Longitudinal section of Marian Cove obtained in December 2017 showing potential temperature (°C, coloured), salinity (PSU, black contours) and potential density anomaly (kg m−3, blue contours) during (a) flood tide, (b) ebb tide and (c) slack tide. The position (triangles) and number corresponding to each CTD cast are also shown.

Figure 5
figure 5

(a) Mean profiles (thick lines) and standard deviation (thin lines) of potential temperature (°C, black lines) and salinity (PSU, blue lines) from the CTD casts sampled in Marian Cove in December 2017 at flood tide (solid lines), slack tide (dotted lines) and ebb tide (dashed lines). (b) Anomaly of the average profiles (flood tide minus ebb tide) of potential temperature (°C, red line) and salinity (PSU, blue line) sampled in Marian Cove. (c) Profiles of potential temperature (°C, red lines) and salinity (PSU, blue lines) from the CTD casts sampled in Collins Bay in December 2017 at flood tide (solid lines), slack tide (dotted lines) and ebb tide (dashed lines). (d) Anomaly of the average profiles (flood tide minus ebb tide) of potential temperature (°C, red line) and salinity (PSU, blue line) sampled in Collins Bay.

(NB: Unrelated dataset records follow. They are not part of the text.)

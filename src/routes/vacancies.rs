use axum::{extract::State, http::StatusCode, response::IntoResponse};
use serde_json::json;
use uuid::Uuid;

use crate::{
    dto::{
        envelope::ApiResponse,
        vacancy_dto::{
            BoostPayload, BoostResponse, CreateVacancyPayload, MyVacanciesQuery,
            UpdateVacancyPayload, VacancySearchQuery, VacancyStatusPayload,
        },
    },
    error::Result,
    middleware::auth::CurrentUser,
    models::{user::UserType, vacancy::Vacancy},
    utils::validation::{ApiPath, ListQuery, ValidatedJson},
    AppState,
};

#[utoipa::path(
    get,
    path = "/api/vacancies",
    params(
        ("page" = Option<i64>, Query, description = "Page number"),
        ("limit" = Option<i64>, Query, description = "Items per page, at most 100"),
        ("search" = Option<String>, Query, description = "Full-text search over title, description and tags"),
        ("location" = Option<String>, Query, description = "City substring"),
        ("category" = Option<String>, Query, description = "Vacancy category"),
        ("experience" = Option<String>, Query, description = "Required experience"),
        ("salary_min" = Option<String>, Query, description = "Lower salary bound"),
        ("salary_max" = Option<String>, Query, description = "Upper salary bound"),
        ("employment_type" = Option<String>, Query, description = "full-time, part-time, ..."),
        ("is_remote" = Option<bool>, Query, description = "Remote-friendly only")
    ),
    responses(
        (status = 200, description = "Live vacancies, boosted first")
    )
)]
#[axum::debug_handler]
pub async fn search_vacancies(
    State(state): State<AppState>,
    ListQuery(query): ListQuery<VacancySearchQuery>,
) -> Result<impl IntoResponse> {
    let vacancies = state.vacancy_service.search(query).await?;
    Ok(ApiResponse::ok(vacancies))
}

#[utoipa::path(
    get,
    path = "/api/vacancies/{id}",
    params(
        ("id" = Uuid, Path, description = "Vacancy ID")
    ),
    responses(
        (status = 200, description = "Vacancy found", body = Vacancy),
        (status = 404, description = "Vacancy not found")
    )
)]
#[axum::debug_handler]
pub async fn get_vacancy(
    State(state): State<AppState>,
    ApiPath(id): ApiPath<Uuid>,
) -> Result<impl IntoResponse> {
    let vacancy: Vacancy = state.vacancy_service.get_public(id).await?;
    Ok(ApiResponse::ok(vacancy))
}

#[utoipa::path(
    post,
    path = "/api/vacancies/{id}/view",
    params(
        ("id" = Uuid, Path, description = "Vacancy ID")
    ),
    responses(
        (status = 200, description = "View counted"),
        (status = 404, description = "Vacancy not found")
    )
)]
#[axum::debug_handler]
pub async fn record_view(
    State(state): State<AppState>,
    ApiPath(id): ApiPath<Uuid>,
) -> Result<impl IntoResponse> {
    let views = state.vacancy_service.record_view(id).await?;
    Ok(ApiResponse::ok(json!({ "views": views })))
}

#[utoipa::path(
    post,
    path = "/api/vacancies",
    request_body = CreateVacancyPayload,
    responses(
        (status = 201, description = "Vacancy created", body = Vacancy),
        (status = 400, description = "Invalid payload or no company profile"),
        (status = 403, description = "Employers only")
    )
)]
#[axum::debug_handler]
pub async fn create_vacancy(
    State(state): State<AppState>,
    current: CurrentUser,
    ValidatedJson(payload): ValidatedJson<CreateVacancyPayload>,
) -> Result<impl IntoResponse> {
    current.require_role(&[UserType::Employer])?;
    let company_id = current.require_company()?;
    let vacancy = state
        .vacancy_service
        .create(current.id, company_id, payload)
        .await?;
    Ok((
        StatusCode::CREATED,
        ApiResponse::with_message(vacancy, "Vacancy created"),
    ))
}

#[utoipa::path(
    patch,
    path = "/api/vacancies/{id}",
    params(
        ("id" = Uuid, Path, description = "Vacancy ID")
    ),
    request_body = UpdateVacancyPayload,
    responses(
        (status = 200, description = "Vacancy updated", body = Vacancy),
        (status = 400, description = "Invalid payload"),
        (status = 403, description = "Not the owner"),
        (status = 404, description = "Vacancy not found")
    )
)]
#[axum::debug_handler]
pub async fn update_vacancy(
    State(state): State<AppState>,
    current: CurrentUser,
    ApiPath(id): ApiPath<Uuid>,
    ValidatedJson(payload): ValidatedJson<UpdateVacancyPayload>,
) -> Result<impl IntoResponse> {
    let vacancy = state.vacancy_service.update(id, &current, payload).await?;
    Ok(ApiResponse::with_message(vacancy, "Vacancy updated"))
}

#[utoipa::path(
    delete,
    path = "/api/vacancies/{id}",
    params(
        ("id" = Uuid, Path, description = "Vacancy ID")
    ),
    responses(
        (status = 200, description = "Vacancy closed and hidden"),
        (status = 403, description = "Not the owner"),
        (status = 404, description = "Vacancy not found")
    )
)]
#[axum::debug_handler]
pub async fn delete_vacancy(
    State(state): State<AppState>,
    current: CurrentUser,
    ApiPath(id): ApiPath<Uuid>,
) -> Result<impl IntoResponse> {
    state.vacancy_service.delete(id, &current).await?;
    Ok(ApiResponse::message("Vacancy deleted"))
}

#[utoipa::path(
    get,
    path = "/api/vacancies/mine",
    params(
        ("page" = Option<i64>, Query, description = "Page number"),
        ("limit" = Option<i64>, Query, description = "Items per page"),
        ("status" = Option<String>, Query, description = "Filter by status")
    ),
    responses(
        (status = 200, description = "The caller's vacancies")
    )
)]
#[axum::debug_handler]
pub async fn my_vacancies(
    State(state): State<AppState>,
    current: CurrentUser,
    ListQuery(query): ListQuery<MyVacanciesQuery>,
) -> Result<impl IntoResponse> {
    current.require_role(&[UserType::Employer])?;
    let vacancies = state.vacancy_service.mine(current.id, query).await?;
    Ok(ApiResponse::ok(vacancies))
}

#[utoipa::path(
    patch,
    path = "/api/vacancies/{id}/status",
    params(
        ("id" = Uuid, Path, description = "Vacancy ID")
    ),
    request_body = VacancyStatusPayload,
    responses(
        (status = 200, description = "Status changed", body = Vacancy),
        (status = 403, description = "Not the owner")
    )
)]
#[axum::debug_handler]
pub async fn set_vacancy_status(
    State(state): State<AppState>,
    current: CurrentUser,
    ApiPath(id): ApiPath<Uuid>,
    ValidatedJson(payload): ValidatedJson<VacancyStatusPayload>,
) -> Result<impl IntoResponse> {
    let vacancy = state
        .vacancy_service
        .set_status(id, &current, payload.status)
        .await?;
    Ok(ApiResponse::ok(vacancy))
}

#[utoipa::path(
    post,
    path = "/api/vacancies/{id}/boost",
    params(
        ("id" = Uuid, Path, description = "Vacancy ID")
    ),
    request_body = BoostPayload,
    responses(
        (status = 200, description = "Boost applied", body = BoostResponse),
        (status = 403, description = "Not the owner")
    )
)]
#[axum::debug_handler]
pub async fn boost_vacancy(
    State(state): State<AppState>,
    current: CurrentUser,
    ApiPath(id): ApiPath<Uuid>,
    ValidatedJson(payload): ValidatedJson<BoostPayload>,
) -> Result<impl IntoResponse> {
    let boost: BoostResponse = state
        .vacancy_service
        .boost(id, current.id, payload.kind, payload.days())
        .await?;
    Ok(ApiResponse::with_message(boost, "Boost applied"))
}

#[utoipa::path(
    post,
    path = "/api/vacancies/{id}/refresh",
    params(
        ("id" = Uuid, Path, description = "Vacancy ID")
    ),
    responses(
        (status = 200, description = "Refresh time stamped", body = Vacancy),
        (status = 403, description = "Not the owner")
    )
)]
#[axum::debug_handler]
pub async fn refresh_vacancy(
    State(state): State<AppState>,
    current: CurrentUser,
    ApiPath(id): ApiPath<Uuid>,
) -> Result<impl IntoResponse> {
    let vacancy = state.vacancy_service.refresh(id, current.id).await?;
    Ok(ApiResponse::ok(vacancy))
}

Comparing the average profiles between flood tide and ebb tide, we found that the upper 55 m are on average 0.12 °C warmer and 0.043 PSU fresher during flood tide (casts 27 to 29) than during ebb tide (casts 30 to 33) (Fig. 5a,b). Between 55 and 82 m depth, there is a layer of water that was up to 0.47 °C colder and 0.052 PSU fresher at 76 m during flood tide than during ebb tide (Fig. 5b), probably related with the shoaling and mixing of Winter Waters from below, enhanced by internal waves (this will be further discussed at the end of this subsection). In contrast, the layer between 80 and 103 m depth was 0.23 °C warmer and 0.026 PSU fresher during the flood than during the ebb (Fig. 5b).

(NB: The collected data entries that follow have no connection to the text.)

pub mod analytics;
pub mod applications;
pub mod auth;
pub mod companies;
pub mod docs;
pub mod health;
pub mod payments;
pub mod users;
pub mod vacancies;

use axum::{
    extract::DefaultBodyLimit,
    middleware::from_fn_with_state,
    routing::{delete, get, patch, post},
    Router,
};
use tower_http::trace::TraceLayer;

use crate::{
    config::get_config,
    error::Error,
    middleware::{
        auth::require_auth,
        cors::api_cors,
        rate_limit::{rps_middleware, RateLimiter},
    },
    AppState,
};

const MAX_BODY_BYTES: usize = 2 * 1024 * 1024;

async fn route_not_found() -> Error {
    Error::NotFound("Route not found".to_string())
}

pub fn build_router(state: AppState) -> Router {
    let config = get_config();

    let public_api = Router::new()
        .route("/health", get(health::health))
        .route("/api/docs/openapi.json", get(docs::openapi_json))
        .route("/api/auth/register", post(auth::register))
        .route("/api/auth/login", post(auth::login))
        .route("/api/auth/logout", post(auth::logout))
        .route("/api/vacancies", get(vacancies::search_vacancies))
        .route("/api/vacancies/:id", get(vacancies::get_vacancy))
        .route("/api/vacancies/:id/view", post(vacancies::record_view))
        .route("/api/companies", get(companies::list_companies))
        .route("/api/companies/:id", get(companies::get_company))
        .layer(from_fn_with_state(
            RateLimiter::new(config.public_rps),
            rps_middleware,
        ));

    let private_api = Router::new()
        .route("/api/auth/me", get(auth::me))
        .route("/api/auth/update-password", patch(auth::update_password))
        .route(
            "/api/users/profile",
            get(users::get_profile).patch(users::update_profile),
        )
        .route(
            "/api/users/candidate-profile",
            patch(users::update_candidate_profile),
        )
        .route("/api/users/skills", post(users::add_skills))
        .route("/api/users/skills/:skill", delete(users::remove_skill))
        .route("/api/users/resume", post(users::update_resume))
        .route("/api/users/stats", get(users::stats))
        .route("/api/users/account", delete(users::delete_account))
        .route("/api/users", get(users::list_users))
        .route("/api/users/:id/status", patch(users::set_user_status))
        .route("/api/companies", post(companies::create_company))
        .route("/api/companies/mine", get(companies::my_companies))
        .route("/api/companies/:id", patch(companies::update_company))
        .route("/api/companies/:id/verify", patch(companies::verify_company))
        .route("/api/companies/:id/documents", post(companies::add_documents))
        .route("/api/companies/:id/stats", get(companies::company_stats))
        .route("/api/vacancies", post(vacancies::create_vacancy))
        .route("/api/vacancies/mine", get(vacancies::my_vacancies))
        .route(
            "/api/vacancies/:id",
            patch(vacancies::update_vacancy).delete(vacancies::delete_vacancy),
        )
        .route(
            "/api/vacancies/:id/status",
            patch(vacancies::set_vacancy_status),
        )
        .route("/api/vacancies/:id/boost", post(vacancies::boost_vacancy))
        .route("/api/vacancies/:id/refresh", post(vacancies::refresh_vacancy))
        .route("/api/applications", post(applications::submit_application))
        .route("/api/applications/my", get(applications::my_applications))
        .route(
            "/api/applications/company",
            get(applications::company_applications),
        )
        .route(
            "/api/applications/company/stats",
            get(applications::company_application_stats),
        )
        .route(
            "/api/applications/:id",
            get(applications::get_application).delete(applications::delete_application),
        )
        .route(
            "/api/applications/:id/status",
            patch(applications::change_status),
        )
        .route(
            "/api/applications/:id/messages",
            post(applications::add_message),
        )
        .route(
            "/api/applications/:id/messages/read",
            post(applications::mark_messages_read),
        )
        .route(
            "/api/applications/:id/interviews",
            post(applications::schedule_interview),
        )
        .route(
            "/api/applications/:id/interviews/:interview_id",
            patch(applications::update_interview),
        )
        .route(
            "/api/applications/:id/feedback",
            post(applications::submit_feedback),
        )
        .route(
            "/api/applications/:id/withdraw",
            post(applications::withdraw),
        )
        .route(
            "/api/payments/subscription",
            post(payments::subscribe),
        )
        .route("/api/payments/services", post(payments::purchase_services))
        .route("/api/payments/history", get(payments::history))
        .route("/api/payments/:id/receipt", get(payments::receipt))
        .route("/api/payments/:id/refund", post(payments::refund))
        .route("/api/analytics/platform", get(analytics::platform))
        .route("/api/analytics/employer", get(analytics::employer))
        .route("/api/analytics/candidate", get(analytics::candidate))
        .route("/api/analytics/revenue", get(analytics::revenue))
        .layer(from_fn_with_state(state.clone(), require_auth))
        .layer(from_fn_with_state(
            RateLimiter::new(config.api_rps),
            rps_middleware,
        ));

    public_api
        .merge(private_api)
        .fallback(route_not_found)
        .with_state(state)
        .layer(api_cors())
        .layer(TraceLayer::new_for_http())
        .layer(DefaultBodyLimit::max(MAX_BODY_BYTES))
}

As discussed for Maxwell Bay, the profile anomalies shown in Fig. 5b could be used as a rough proxy of the direction of the tidal residual flow. The profile of salinity anomalies in Fig. 5b suggests a two-layered residual flow, with down-fjord flow in most of the water column and up-fjord flow below 104 m depth. This pattern of flow indicates a strong estuarine circulation driven by large meltwater discharges from the tidewater glacier found at the head of Marian Cove. However, a weak three-layered pattern can be distinguished superimposed on the strong estuarine circulation, depending on the magnitude of the salinity anomalies and on the sign of the anomalies observed in potential temperature (Fig. 5b). In this sense, it seems that there is a weak up-fjord residual flow that compensates part of the estuarine flow in the upper part of the water column (between 12 and 54 m depth) and in the bottom part of the water column (below 80 m depth) and a down-fjord residual flow in an intermediate layer (between 54 and 80 m depth). Such three-layered flow in strongly stratified estuaries has been observed to occur via tidal straining10,69.

Air temperatures above freezing were measured during the previous hours to the casts sampled at ebb (previous 9 h), flood (previous 12 h) and slack (previous 18 h) tide in Marian Cove. Consequently, the observed changes in the freshwater plume distribution in our dataset can be explained by the tide phase and, to a lesser extent, by the wind forcing. However, the internal tide, tidal straining and fluctuations of the density field outside Marian Cove may have played a role in the hydrographic structure observed.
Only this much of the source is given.